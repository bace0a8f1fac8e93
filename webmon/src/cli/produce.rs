//! produce サブコマンド
//!
//! 全ターゲットをチェックしてヘルスイベントを送信する。

use std::sync::Arc;
use std::time::Duration;

use clap::Args;
use tracing::{info, warn};
use webmon_common::config::MonitorSettings;

use crate::bus::NatsBus;
use crate::config;
use crate::error::StartupError;
use crate::health::HealthChecker;
use crate::publisher::{PublishSummary, Publisher};
use crate::shutdown::ShutdownController;

/// produce サブコマンドの引数
#[derive(Args, Debug, Clone)]
pub struct ProduceArgs {
    /// Repeat the pass every N seconds until terminated (0 = run once)
    #[arg(long)]
    pub interval_secs: Option<u64>,
}

/// produce を実行する
///
/// チェック失敗や1件の送信失敗では `Err` にならない。ブローカーに
/// 接続できない場合はチェックを始める前に `BrokerUnavailable` を返す。
pub async fn execute(
    args: &ProduceArgs,
    settings: &MonitorSettings,
    shutdown: ShutdownController,
) -> Result<PublishSummary, StartupError> {
    settings.validate_for_producer()?;
    let checker = HealthChecker::new(&settings.checker, settings.body_pattern.as_deref())?;
    let bus = NatsBus::connect(&settings.broker, &settings.topic).await?;

    let publisher = Publisher::new(checker, Arc::new(bus.clone()), settings.topic.clone())
        .with_max_concurrency(settings.checker.max_concurrency);

    let interval = args.interval_secs.unwrap_or_else(config::interval_secs);
    let summary = if interval == 0 {
        publisher.run(&settings.targets).await
    } else {
        info!(interval_secs = interval, "Running health checks periodically");
        publisher
            .run_periodic(&settings.targets, Duration::from_secs(interval), &shutdown)
            .await
    };

    if let Err(e) = bus.flush().await {
        warn!(error = %e, "Failed to flush broker connection");
    }
    Ok(summary)
}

——————————

Wherever the word "targets" occurs in the data above, copy the line it sits in.

        publisher.run(&settings.targets).await
            .run_periodic(&settings.targets, Duration::from_secs(interval), &shutdown)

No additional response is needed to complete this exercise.